Is there any inspiration early stage founders can take from this? Well, it appears that the distinctive characteristic of human childhood is a critical differentiator here. So my first thought is to ask: how can founders provide a “long and protected” exploration phase for their company? How can founders encourage their teams to keep “plastic” minds? And how can founders keep some of that exploratory DNA around for as long as possible?

Here are a few ideas:

  • First, identify the critical questions you need to answer to get your business to the next phase and raise enough capital to provide sufficient time to truly explore. Give yourself 6+ months buffer at least. Assume wrong turns and false starts. (As we’ve learned, any genuinely new ideas depend on them.)
  • Second, become default alive as soon as you can. The ultimate protection is profitability, especially in an uncertain market like the one we are entering into in 2022.
  • Third, as you scale and shift to exploit-mode, consider how to maintain the magic afforded by exploration. Perhaps that means implementing some sort of 20% time, a la Google. Or, to use Reid Hoffman’s analogy from Blitzscaling, perhaps that means sending your “marines” to new beaches.*

These are just a few ideas to get us started. What else comes to mind? Maybe playing with your kid/niece/nephew/cousin/sibling/etc might provide some much-needed inspiration…
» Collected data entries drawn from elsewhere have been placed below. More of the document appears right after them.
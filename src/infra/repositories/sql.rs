//! PostgreSQL storage backend built on SeaORM.

use async_trait::async_trait;
use chrono::{DateTime, Utc};
use sea_orm::{
    sea_query::{Expr, OnConflict},
    ActiveModelTrait, ColumnTrait, DatabaseConnection, EntityTrait, IntoActiveModel, QueryFilter,
    QueryOrder, Set, SqlErr,
};

use super::entities::{order, product, session, user};
use super::Storage;
use crate::domain::{
    money, NewOrder, NewUser, Order, OrderStatus, Product, ProductInput, Session, User,
};
use crate::errors::{AppError, AppResult};
use crate::infra::db::Database;

/// Storage backed by a pooled database connection.
pub struct SqlStorage {
    database: Database,
}

impl SqlStorage {
    pub fn new(database: Database) -> Self {
        Self { database }
    }

    fn db(&self) -> &DatabaseConnection {
        self.database.connection()
    }
}

fn user_model(user: NewUser) -> user::ActiveModel {
    user::ActiveModel {
        username: Set(user.username),
        password_hash: Set(user.password_hash),
        email: Set(user.email),
        role: Set(user.role.to_string()),
        created_at: Set(Utc::now()),
        ..Default::default()
    }
}

fn product_fields(model: &mut product::ActiveModel, input: ProductInput) {
    model.name = Set(input.name);
    model.description = Set(input.description);
    model.price = Set(money::normalize(input.price));
    model.image_url = Set(input.image_url);
}

fn into_orders(models: Vec<order::Model>) -> AppResult<Vec<Order>> {
    models.into_iter().map(Order::try_from).collect()
}

#[async_trait]
impl Storage for SqlStorage {
    async fn create_user(&self, user: NewUser) -> AppResult<User> {
        match user_model(user).insert(self.db()).await {
            Ok(model) => Ok(User::from(model)),
            Err(e) if matches!(e.sql_err(), Some(SqlErr::UniqueConstraintViolation(_))) => {
                Err(AppError::conflict("Username"))
            }
            Err(e) => Err(e.into()),
        }
    }

    async fn ensure_user(&self, user: NewUser) -> AppResult<bool> {
        let rows = user::Entity::insert(user_model(user))
            .on_conflict(
                OnConflict::column(user::Column::Username)
                    .do_nothing()
                    .to_owned(),
            )
            .exec_without_returning(self.db())
            .await?;

        Ok(rows > 0)
    }

    async fn get_user_by_id(&self, id: i32) -> AppResult<Option<User>> {
        let result = user::Entity::find_by_id(id).one(self.db()).await?;
        Ok(result.map(User::from))
    }

    async fn get_user_by_username(&self, username: &str) -> AppResult<Option<User>> {
        let result = user::Entity::find()
            .filter(user::Column::Username.eq(username))
            .one(self.db())
            .await?;

        Ok(result.map(User::from))
    }

    async fn get_all_products(&self) -> AppResult<Vec<Product>> {
        let models = product::Entity::find()
            .order_by_asc(product::Column::Id)
            .all(self.db())
            .await?;

        Ok(models.into_iter().map(Product::from).collect())
    }

    async fn get_product_by_id(&self, id: i32) -> AppResult<Option<Product>> {
        let result = product::Entity::find_by_id(id).one(self.db()).await?;
        Ok(result.map(Product::from))
    }

    async fn create_product(&self, input: ProductInput) -> AppResult<Product> {
        let mut active = <product::ActiveModel as Default>::default();
        product_fields(&mut active, input);

        let model = active.insert(self.db()).await?;
        Ok(Product::from(model))
    }

    async fn update_product(&self, id: i32, input: ProductInput) -> AppResult<Option<Product>> {
        let Some(existing) = product::Entity::find_by_id(id).one(self.db()).await? else {
            return Ok(None);
        };

        let mut active = existing.into_active_model();
        product_fields(&mut active, input);

        let model = active.update(self.db()).await?;
        Ok(Some(Product::from(model)))
    }

    async fn delete_product(&self, id: i32) -> AppResult<bool> {
        let result = product::Entity::delete_by_id(id).exec(self.db()).await?;
        Ok(result.rows_affected > 0)
    }

    async fn get_all_orders(&self) -> AppResult<Vec<Order>> {
        let models = order::Entity::find()
            .order_by_desc(order::Column::CreatedAt)
            .order_by_desc(order::Column::Id)
            .all(self.db())
            .await?;

        into_orders(models)
    }

    async fn get_orders_by_user_id(&self, user_id: i32) -> AppResult<Vec<Order>> {
        let models = order::Entity::find()
            .filter(order::Column::UserId.eq(user_id))
            .order_by_desc(order::Column::CreatedAt)
            .order_by_desc(order::Column::Id)
            .all(self.db())
            .await?;

        into_orders(models)
    }

    async fn get_order_by_id(&self, id: i32) -> AppResult<Option<Order>> {
        order::Entity::find_by_id(id)
            .one(self.db())
            .await?
            .map(Order::try_from)
            .transpose()
    }

    async fn create_order(&self, new: NewOrder) -> AppResult<Order> {
        let items = serde_json::to_value(&new.items)
            .map_err(|e| AppError::internal(format!("failed to encode order items: {}", e)))?;

        let active = order::ActiveModel {
            user_id: Set(new.user_id),
            customer_name: Set(new.customer_name),
            customer_email: Set(new.customer_email),
            customer_phone: Set(new.customer_phone),
            delivery_address: Set(new.delivery_address),
            delivery_city: Set(new.delivery_city),
            delivery_pincode: Set(new.delivery_pincode),
            total_amount: Set(money::normalize(new.total_amount)),
            status: Set(OrderStatus::Pending.to_string()),
            items: Set(items),
            created_at: Set(Utc::now()),
            email_notified: Set(false),
            ..Default::default()
        };

        let model = active.insert(self.db()).await?;
        Order::try_from(model)
    }

    async fn update_order_status(
        &self,
        id: i32,
        status: OrderStatus,
    ) -> AppResult<Option<Order>> {
        let Some(existing) = order::Entity::find_by_id(id).one(self.db()).await? else {
            return Ok(None);
        };

        let mut active = existing.into_active_model();
        active.status = Set(status.to_string());

        let model = active.update(self.db()).await?;
        Order::try_from(model).map(Some)
    }

    async fn advance_order_status(
        &self,
        id: i32,
        status: OrderStatus,
    ) -> AppResult<Option<Order>> {
        let predecessors: Vec<&str> = status.predecessors().iter().map(|s| s.as_str()).collect();
        if predecessors.is_empty() {
            return Ok(None);
        }

        // Guarded in the WHERE clause so concurrent writers cannot move it backward
        let result = order::Entity::update_many()
            .col_expr(order::Column::Status, Expr::value(status.as_str()))
            .filter(order::Column::Id.eq(id))
            .filter(order::Column::Status.is_in(predecessors))
            .exec(self.db())
            .await?;

        if result.rows_affected == 0 {
            return Ok(None);
        }
        self.get_order_by_id(id).await
    }

    async fn mark_order_as_notified(&self, id: i32) -> AppResult<bool> {
        let result = order::Entity::update_many()
            .col_expr(order::Column::EmailNotified, Expr::value(true))
            .filter(order::Column::Id.eq(id))
            .exec(self.db())
            .await?;

        Ok(result.rows_affected > 0)
    }

    async fn create_session(&self, session: Session) -> AppResult<()> {
        let active = session::ActiveModel {
            id: Set(session.id),
            user_id: Set(session.user_id),
            created_at: Set(session.created_at),
            expires_at: Set(session.expires_at),
        };

        session::Entity::insert(active)
            .exec_without_returning(self.db())
            .await?;
        Ok(())
    }

    async fn get_session(&self, id: &str) -> AppResult<Option<Session>> {
        let result = session::Entity::find_by_id(id.to_owned())
            .one(self.db())
            .await?;

        Ok(result.map(Session::from))
    }

    async fn delete_session(&self, id: &str) -> AppResult<bool> {
        let result = session::Entity::delete_by_id(id.to_owned())
            .exec(self.db())
            .await?;

        Ok(result.rows_affected > 0)
    }

    async fn purge_expired_sessions(&self, now: DateTime<Utc>) -> AppResult<u64> {
        let result = session::Entity::delete_many()
            .filter(session::Column::ExpiresAt.lte(now))
            .exec(self.db())
            .await?;

        Ok(result.rows_affected)
    }

    async fn ping(&self) -> AppResult<()> {
        Ok(self.database.ping().await?)
    }

    fn backend_name(&self) -> &'static str {
        "postgres"
    }
}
*In explaining the shift in company composition as a company grows, Reid Hoffman writes:

“One metaphor I use to explain this shift is to take an analogy from military history: the marines take the beach, the army takes the country and the policy govern the country. Marines are start-up people who are used to dealing with chaos and improvising solutions on the spot. Army soldiers are scale-up people, who know how to rapidly seize and secure territory once your forces make it off the beach. And police officers are stability people, whose job is to sustain rather than disrupt.

The marines and the army can usually work together and the army and the police can usually work together, but the marines and the police rarely work well together. As you scale, you may need to find new beaches for your marines to take rather than ask them to help patrol the existing ones.”